------ Exercise data ------

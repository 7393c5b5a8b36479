mod common;

use common::{sign_webhook, TestApp};
use rust_decimal::Decimal;
use serde_json::json;

async fn checkout_reference(app: &TestApp, cart_token: &str) -> String {
    let item = app
        .seed_menu_item(
            &format!("Dish {}", cart_token),
            &format!("dish-{}", cart_token),
            Decimal::new(3_000_00, 2),
        )
        .await;
    app.add_to_cart(cart_token, item, 1).await;
    let order = app.checkout(cart_token, "ngozi@example.com").await;
    order["payment_reference"].as_str().unwrap().to_string()
}

fn charge_body(event: &str, reference: &str) -> Vec<u8> {
    serde_json::to_vec(&json!({
        "event": event,
        "data": {
            "reference": reference,
            "status": if event == "charge.success" { "success" } else { "failed" },
            "amount": 837500,
        }
    }))
    .unwrap()
}

#[tokio::test]
async fn webhook_without_signature_is_unauthorized() {
    let app = TestApp::spawn().await;

    let response = app
        .http
        .post(app.url("/webhooks/paystack"))
        .body(charge_body("charge.success", "PAY_MISSING"))
        .send()
        .await
        .expect("Failed to execute request");
    assert_eq!(response.status().as_u16(), 401);
}

#[tokio::test]
async fn webhook_with_bad_signature_is_unauthorized() {
    let app = TestApp::spawn().await;
    let body = charge_body("charge.success", "PAY_FORGED");

    let response = app
        .http
        .post(app.url("/webhooks/paystack"))
        .header("X-Paystack-Signature", "deadbeef".repeat(16))
        .body(body)
        .send()
        .await
        .expect("Failed to execute request");
    assert_eq!(response.status().as_u16(), 401);
}

#[tokio::test]
async fn charge_success_settles_order_and_clears_cart() {
    let app = TestApp::spawn().await;
    let reference = checkout_reference(&app, "hooked").await;

    let body = charge_body("charge.success", &reference);
    let response = app
        .http
        .post(app.url("/webhooks/paystack"))
        .header("X-Paystack-Signature", sign_webhook(&body))
        .body(body)
        .send()
        .await
        .expect("Failed to execute request");
    assert_eq!(response.status().as_u16(), 200);

    let order = app
        .db
        .get_order_by_payment_reference(&reference)
        .await
        .unwrap()
        .expect("Order should exist");
    assert_eq!(order.status, "processing");
    assert_eq!(order.payment_status, "paid");
    assert!(order.paid_utc.is_some());

    // Settlement empties the cart the order came from.
    let cart_response = app
        .http
        .get(app.url("/cart"))
        .header("x-cart-token", "hooked")
        .send()
        .await
        .unwrap();
    let cart: serde_json::Value = cart_response.json().await.unwrap();
    assert_eq!(cart["item_count"], 0);
}

#[tokio::test]
async fn replayed_delivery_is_detected_and_ignored() {
    let app = TestApp::spawn().await;
    let reference = checkout_reference(&app, "replayed").await;
    let body = charge_body("charge.success", &reference);
    let signature = sign_webhook(&body);

    for expect_duplicate in [false, true] {
        let response = app
            .http
            .post(app.url("/webhooks/paystack"))
            .header("X-Paystack-Signature", signature.clone())
            .body(body.clone())
            .send()
            .await
            .expect("Failed to execute request");
        assert_eq!(response.status().as_u16(), 200);
        let ack: serde_json::Value = response.json().await.unwrap();
        assert_eq!(ack["received"], true);
        assert_eq!(ack["duplicate"].as_bool().unwrap_or(false), expect_duplicate);
    }
}

#[tokio::test]
async fn charge_failed_closes_the_payment_but_leaves_the_order_alone() {
    let app = TestApp::spawn().await;
    let reference = checkout_reference(&app, "failed").await;
    let order = app
        .db
        .get_order_by_payment_reference(&reference)
        .await
        .unwrap()
        .expect("Order should exist");
    app.db
        .create_payment(
            order.order_id,
            order.total,
            "NGN",
            "paystack",
            &reference,
            None,
        )
        .await
        .expect("Failed to record payment attempt");

    let body = charge_body("charge.failed", &reference);
    let response = app
        .http
        .post(app.url("/webhooks/paystack"))
        .header("X-Paystack-Signature", sign_webhook(&body))
        .body(body)
        .send()
        .await
        .expect("Failed to execute request");
    assert_eq!(response.status().as_u16(), 200);

    let payment = app
        .db
        .get_payment_by_reference(&reference)
        .await
        .unwrap()
        .expect("Payment should exist");
    assert_eq!(payment.status, "failed");

    // Only the payment attempt fails; the order keeps waiting so the
    // customer can retry.
    let order = app
        .db
        .get_order_by_payment_reference(&reference)
        .await
        .unwrap()
        .expect("Order should exist");
    assert_eq!(order.payment_status, "pending");
    assert_eq!(order.status, "payment_pending");
    assert!(order.paid_utc.is_none());
}

#[tokio::test]
async fn unrelated_events_are_acknowledged() {
    let app = TestApp::spawn().await;
    let body = serde_json::to_vec(&json!({
        "event": "transfer.success",
        "data": { "reference": "TRF_123", "status": "success" }
    }))
    .unwrap();

    let response = app
        .http
        .post(app.url("/webhooks/paystack"))
        .header("X-Paystack-Signature", sign_webhook(&body))
        .body(body)
        .send()
        .await
        .expect("Failed to execute request");
    assert_eq!(response.status().as_u16(), 200);
}
//! Shipping destination and shipping order persistence.

use super::Database;
use crate::models::{CreateShippingOrder, ShippingDestination, ShippingOrder, ShippingOrderStatus};
use crate::services::metrics::DB_QUERY_DURATION;
use rust_decimal::Decimal;
use service_core::error::AppError;
use tracing::instrument;
use uuid::Uuid;

const DESTINATION_COLUMNS: &str = "destination_id, name, destination_type, shipping_fee, base_fee, per_kg_fee, estimated_days, delivery_time_description, allowed_items, packaging_standards, customs_notice, is_pickup_available, pickup_location, pickup_schedule, is_active";

const SHIPPING_ORDER_COLUMNS: &str = "shipping_order_id, destination_id, contact_email, items, weight_kg, weight_fee, shipping_fee, customs_info, status, tracking_number, created_utc";

impl Database {
    /// List active destinations, optionally filtered by type.
    #[instrument(skip(self))]
    pub async fn list_shipping_destinations(
        &self,
        destination_type: Option<&str>,
    ) -> Result<Vec<ShippingDestination>, AppError> {
        let timer = DB_QUERY_DURATION
            .with_label_values(&["list_shipping_destinations"])
            .start_timer();

        let destinations = sqlx::query_as::<_, ShippingDestination>(&format!(
            r#"
            SELECT {}
            FROM shipping_destinations
            WHERE is_active = TRUE
              AND ($1::varchar IS NULL OR destination_type = $1)
            ORDER BY destination_type, name
            "#,
            DESTINATION_COLUMNS
        ))
        .bind(destination_type)
        .fetch_all(&self.pool)
        .await
        .map_err(|e| {
            AppError::DatabaseError(anyhow::anyhow!("Failed to list destinations: {}", e))
        })?;

        timer.observe_duration();

        Ok(destinations)
    }

    /// Get one destination by id.
    #[instrument(skip(self), fields(destination_id = %destination_id))]
    pub async fn get_shipping_destination(
        &self,
        destination_id: Uuid,
    ) -> Result<Option<ShippingDestination>, AppError> {
        let timer = DB_QUERY_DURATION
            .with_label_values(&["get_shipping_destination"])
            .start_timer();

        let destination = sqlx::query_as::<_, ShippingDestination>(&format!(
            "SELECT {} FROM shipping_destinations WHERE destination_id = $1 AND is_active = TRUE",
            DESTINATION_COLUMNS
        ))
        .bind(destination_id)
        .fetch_optional(&self.pool)
        .await
        .map_err(|e| {
            AppError::DatabaseError(anyhow::anyhow!("Failed to get destination: {}", e))
        })?;

        timer.observe_duration();

        Ok(destination)
    }

    /// Create a shipping order with server-computed fees.
    #[instrument(skip(self, input), fields(destination_id = %input.destination_id))]
    pub async fn create_shipping_order(
        &self,
        input: &CreateShippingOrder,
        weight_fee: Decimal,
        shipping_fee: Decimal,
    ) -> Result<ShippingOrder, AppError> {
        let timer = DB_QUERY_DURATION
            .with_label_values(&["create_shipping_order"])
            .start_timer();

        let order = sqlx::query_as::<_, ShippingOrder>(&format!(
            r#"
            INSERT INTO shipping_orders (shipping_order_id, destination_id, contact_email, items, weight_kg, weight_fee, shipping_fee, customs_info, status)
            VALUES ($1, $2, $3, $4, $5, $6, $7, $8, $9)
            RETURNING {}
            "#,
            SHIPPING_ORDER_COLUMNS
        ))
        .bind(Uuid::new_v4())
        .bind(input.destination_id)
        .bind(&input.contact_email)
        .bind(&input.items)
        .bind(input.weight_kg)
        .bind(weight_fee)
        .bind(shipping_fee)
        .bind(&input.customs_info)
        .bind(ShippingOrderStatus::Pending.as_str())
        .fetch_one(&self.pool)
        .await
        .map_err(|e| {
            AppError::DatabaseError(anyhow::anyhow!("Failed to create shipping order: {}", e))
        })?;

        timer.observe_duration();

        Ok(order)
    }

    /// List a customer's shipping orders, newest first.
    #[instrument(skip(self, contact_email))]
    pub async fn list_shipping_orders_by_email(
        &self,
        contact_email: &str,
    ) -> Result<Vec<ShippingOrder>, AppError> {
        let timer = DB_QUERY_DURATION
            .with_label_values(&["list_shipping_orders_by_email"])
            .start_timer();

        let orders = sqlx::query_as::<_, ShippingOrder>(&format!(
            "SELECT {} FROM shipping_orders WHERE contact_email = $1 ORDER BY created_utc DESC",
            SHIPPING_ORDER_COLUMNS
        ))
        .bind(contact_email)
        .fetch_all(&self.pool)
        .await
        .map_err(|e| {
            AppError::DatabaseError(anyhow::anyhow!("Failed to list shipping orders: {}", e))
        })?;

        timer.observe_duration();

        Ok(orders)
    }

    /// Get a shipping order by id.
    #[instrument(skip(self), fields(shipping_order_id = %shipping_order_id))]
    pub async fn get_shipping_order(
        &self,
        shipping_order_id: Uuid,
    ) -> Result<Option<ShippingOrder>, AppError> {
        let timer = DB_QUERY_DURATION
            .with_label_values(&["get_shipping_order"])
            .start_timer();

        let order = sqlx::query_as::<_, ShippingOrder>(&format!(
            "SELECT {} FROM shipping_orders WHERE shipping_order_id = $1",
            SHIPPING_ORDER_COLUMNS
        ))
        .bind(shipping_order_id)
        .fetch_optional(&self.pool)
        .await
        .map_err(|e| {
            AppError::DatabaseError(anyhow::anyhow!("Failed to get shipping order: {}", e))
        })?;

        timer.observe_duration();

        Ok(order)
    }

    /// Advance a shipping order through its fulfilment states.
    #[instrument(skip(self), fields(shipping_order_id = %shipping_order_id, status = status.as_str()))]
    pub async fn update_shipping_order_status(
        &self,
        shipping_order_id: Uuid,
        status: ShippingOrderStatus,
        tracking_number: Option<&str>,
    ) -> Result<Option<ShippingOrder>, AppError> {
        let timer = DB_QUERY_DURATION
            .with_label_values(&["update_shipping_order_status"])
            .start_timer();

        let order = sqlx::query_as::<_, ShippingOrder>(&format!(
            r#"
            UPDATE shipping_orders
            SET status = $2, tracking_number = COALESCE($3, tracking_number)
            WHERE shipping_order_id = $1
            RETURNING {}
            "#,
            SHIPPING_ORDER_COLUMNS
        ))
        .bind(shipping_order_id)
        .bind(status.as_str())
        .bind(tracking_number)
        .fetch_optional(&self.pool)
        .await
        .map_err(|e| {
            AppError::DatabaseError(anyhow::anyhow!("Failed to update shipping order: {}", e))
        })?;

        timer.observe_duration();

        Ok(order)
    }
}
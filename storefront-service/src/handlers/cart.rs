//! Cart handlers.
//!
//! Cart identity is an opaque token in the `x-cart-token` header. A
//! request without one gets a fresh token minted server-side; the
//! client picks it up from `cart_token` in the response and presents
//! it on subsequent requests. Tokens never expire server-side.

use async_trait::async_trait;
use axum::{
    extract::{FromRequestParts, Path, State},
    http::{request::Parts, StatusCode},
    Json,
};
use serde::Deserialize;
use service_core::error::AppError;
use uuid::Uuid;
use validator::Validate;

use crate::models::{CartView, MenuItem};
use crate::AppState;

pub const CART_TOKEN_HEADER: &str = "x-cart-token";

/// Extracts the cart token header, minting a fresh token when the
/// request carries none.
#[derive(Debug, Clone)]
pub struct CartToken(pub String);

#[async_trait]
impl<S> FromRequestParts<S> for CartToken
where
    S: Send + Sync,
{
    type Rejection = AppError;

    async fn from_request_parts(parts: &mut Parts, _state: &S) -> Result<Self, Self::Rejection> {
        let token = parts
            .headers
            .get(CART_TOKEN_HEADER)
            .and_then(|v| v.to_str().ok())
            .map(str::trim)
            .filter(|t| !t.is_empty());

        let token = match token {
            Some(t) if t.len() > 128 => {
                return Err(AppError::BadRequest(anyhow::anyhow!("Cart token too long")));
            }
            Some(t) => t.to_string(),
            None => format!("cart_{}", Uuid::new_v4().simple()),
        };

        Ok(CartToken(token))
    }
}

#[derive(Debug, Deserialize, Validate)]
pub struct AddItemRequest {
    pub menu_item_id: Uuid,
    #[validate(range(min = 1, max = 100))]
    pub quantity: i32,
    #[serde(default)]
    pub special_instructions: String,
}

#[derive(Debug, Deserialize, Validate)]
pub struct UpdateQuantityRequest {
    #[validate(range(min = 1, max = 100))]
    pub quantity: i32,
}

pub async fn get_cart(
    State(state): State<AppState>,
    token: CartToken,
) -> Result<Json<CartView>, AppError> {
    let cart = state.db.get_or_create_cart(&token.0).await?;
    let items = state.db.list_cart_items(cart.cart_id).await?;
    Ok(Json(CartView::new(&cart, items)))
}

pub async fn add_item(
    State(state): State<AppState>,
    token: CartToken,
    Json(payload): Json<AddItemRequest>,
) -> Result<(StatusCode, Json<CartView>), AppError> {
    payload.validate()?;

    let item: MenuItem = state
        .db
        .get_menu_item(payload.menu_item_id)
        .await?
        .ok_or_else(|| AppError::NotFound(anyhow::anyhow!("Menu item not found")))?;

    if !item.is_available {
        return Err(AppError::Unprocessable(anyhow::anyhow!(
            "{} is not currently available",
            item.name
        )));
    }

    let cart = state.db.get_or_create_cart(&token.0).await?;
    state
        .db
        .add_cart_item(
            cart.cart_id,
            &item,
            payload.quantity,
            &payload.special_instructions,
        )
        .await?;

    let items = state.db.list_cart_items(cart.cart_id).await?;
    Ok((StatusCode::CREATED, Json(CartView::new(&cart, items))))
}

pub async fn update_item_quantity(
    State(state): State<AppState>,
    token: CartToken,
    Path(cart_item_id): Path<Uuid>,
    Json(payload): Json<UpdateQuantityRequest>,
) -> Result<Json<CartView>, AppError> {
    payload.validate()?;

    let cart = state
        .db
        .get_cart(&token.0)
        .await?
        .ok_or_else(|| AppError::NotFound(anyhow::anyhow!("Cart not found")))?;

    state
        .db
        .update_cart_item_quantity(cart.cart_id, cart_item_id, payload.quantity)
        .await?
        .ok_or_else(|| AppError::NotFound(anyhow::anyhow!("Cart item not found")))?;

    let items = state.db.list_cart_items(cart.cart_id).await?;
    Ok(Json(CartView::new(&cart, items)))
}

pub async fn remove_item(
    State(state): State<AppState>,
    token: CartToken,
    Path(cart_item_id): Path<Uuid>,
) -> Result<Json<CartView>, AppError> {
    let cart = state
        .db
        .get_cart(&token.0)
        .await?
        .ok_or_else(|| AppError::NotFound(anyhow::anyhow!("Cart not found")))?;

    let removed = state.db.remove_cart_item(cart.cart_id, cart_item_id).await?;
    if !removed {
        return Err(AppError::NotFound(anyhow::anyhow!("Cart item not found")));
    }

    let items = state.db.list_cart_items(cart.cart_id).await?;
    Ok(Json(CartView::new(&cart, items)))
}

pub async fn clear_cart(
    State(state): State<AppState>,
    token: CartToken,
) -> Result<StatusCode, AppError> {
    let cart = state
        .db
        .get_cart(&token.0)
        .await?
        .ok_or_else(|| AppError::NotFound(anyhow::anyhow!("Cart not found")))?;

    state.db.clear_cart(cart.cart_id).await?;
    Ok(StatusCode::NO_CONTENT)
}
use axum::http::HeaderValue;
use axum::{extract::Request, middleware::Next, response::Response};
use uuid::Uuid;

pub const REQUEST_ID_HEADER: &str = "x-request-id";

/// Attach a request id to every request and echo it on the response.
///
/// An id supplied by the caller is kept; otherwise a fresh one is
/// generated so log lines for a single request can be correlated.
pub async fn request_id_middleware(mut req: Request, next: Next) -> Response {
    let request_id = req
        .headers()
        .get(REQUEST_ID_HEADER)
        .and_then(|h| h.to_str().ok())
        .map(str::to_owned)
        .unwrap_or_else(|| Uuid::new_v4().simple().to_string());

    if let Ok(value) = HeaderValue::from_str(&request_id) {
        req.headers_mut().insert(REQUEST_ID_HEADER, value);
    }

    let mut response = next.run(req).await;

    if let Ok(value) = HeaderValue::from_str(&request_id) {
        response.headers_mut().insert(REQUEST_ID_HEADER, value);
    }

    response
}
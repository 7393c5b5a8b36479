//! HTTP handlers for storefront-service.

pub mod blog;
pub mod cart;
pub mod catering;
pub mod gallery;
pub mod mealplans;
pub mod menu;
pub mod orders;
pub mod payments;
pub mod shipping;
pub mod training;

use crate::services::get_metrics;
use crate::AppState;
use axum::{extract::State, http::StatusCode, response::IntoResponse, Json};
use serde_json::json;

/// Health check endpoint for Docker/K8s liveness probes.
pub async fn health_check(State(state): State<AppState>) -> impl IntoResponse {
    let db_ok = state.db.health_check().await.is_ok();
    let status = if db_ok {
        StatusCode::OK
    } else {
        StatusCode::SERVICE_UNAVAILABLE
    };
    (
        status,
        Json(json!({
            "status": if db_ok { "ok" } else { "degraded" },
            "service": state.config.service_name,
            "version": env!("CARGO_PKG_VERSION"),
            "database": if db_ok { "up" } else { "down" },
        })),
    )
}

/// Readiness check endpoint for K8s readiness probes.
pub async fn readiness_check() -> impl IntoResponse {
    (StatusCode::OK, Json(json!({ "status": "ready" })))
}

/// Prometheus metrics endpoint.
pub async fn metrics() -> impl IntoResponse {
    (
        StatusCode::OK,
        [("content-type", "text/plain; charset=utf-8")],
        get_metrics(),
    )
}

------

▶ _Task_: Would you report every line of the entries above containing the word "ShippingDestination"?

▶ _Solution to this exercise_:
use crate::models::{CreateShippingOrder, ShippingDestination, ShippingOrder, ShippingOrderStatus};
    ) -> Result<Vec<ShippingDestination>, AppError> {
        let destinations = sqlx::query_as::<_, ShippingDestination>(&format!(
    ) -> Result<Option<ShippingDestination>, AppError> {
        let destination = sqlx::query_as::<_, ShippingDestination>(&format!(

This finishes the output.